*** Opening of Record extracts ***
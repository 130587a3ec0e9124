mod parser;
mod reader;

pub use parser::{
    LINE_REGEX, LogEntry, LogLevel, TIMESTAMP_FORMAT, Timestamp, UNKNOWN_TIMESTAMP, UnknownLevel,
    match_line,
};
pub use reader::{ParseRun, RunStatus, SkippedLine, parse_file, parse_reader};
use std::io;
use std::path::PathBuf;

#[derive(Debug, thiserror::Error)]
pub enum Error {
    #[error("cannot open input {}", path.display())]
    InputUnavailable {
        path: PathBuf,
        #[source]
        source: io::Error,
    },

    #[error("timestamp {timestamp:?} is not in YYYY-MM-DD HH:MM:SS form")]
    TimestampParse {
        timestamp: String,
        #[source]
        source: chrono::ParseError,
    },

    #[error("cannot write summary to {}", path.display())]
    OutputWrite {
        path: PathBuf,
        #[source]
        source: io::Error,
    },

    #[error("failed to serialize output")]
    Serialize(#[from] serde_json::Error),

    #[error("invalid config file {}", path.display())]
    Config {
        path: PathBuf,
        #[source]
        source: ConfigSource,
    },
}

#[derive(Debug, thiserror::Error)]
pub enum ConfigSource {
    #[error(transparent)]
    Read(#[from] io::Error),
    #[error(transparent)]
    Parse(#[from] toml::de::Error),
}

pub type Result<T, E = Error> = std::result::Result<T, E>;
*** Close of Record extracts ***
Write out every entry again so that each line matches the original exactly.

repository 130587a3ec0e9124
mod parser;
mod reader;

pub use parser::{
    LINE_REGEX, LogEntry, LogLevel, TIMESTAMP_FORMAT, Timestamp, UNKNOWN_TIMESTAMP, UnknownLevel,
    match_line,
};
pub use reader::{ParseRun, RunStatus, SkippedLine, parse_file, parse_reader};
use std::io;
use std::path::PathBuf;

#[derive(Debug, thiserror::Error)]
pub enum Error {
    #[error("cannot open input {}", path.display())]
    InputUnavailable {
        path: PathBuf,
        #[source]
        source: io::Error,
    },

    #[error("timestamp {timestamp:?} is not in YYYY-MM-DD HH:MM:SS form")]
    TimestampParse {
        timestamp: String,
        #[source]
        source: chrono::ParseError,
    },

    #[error("cannot write summary to {}", path.display())]
    OutputWrite {
        path: PathBuf,
        #[source]
        source: io::Error,
    },

    #[error("failed to serialize output")]
    Serialize(#[from] serde_json::Error),

    #[error("invalid config file {}", path.display())]
    Config {
        path: PathBuf,
        #[source]
        source: ConfigSource,
    },
}

#[derive(Debug, thiserror::Error)]
pub enum ConfigSource {
    #[error(transparent)]
    Read(#[from] io::Error),
    #[error(transparent)]
    Parse(#[from] toml::de::Error),
}

pub type Result<T, E = Error> = std::result::Result<T, E>;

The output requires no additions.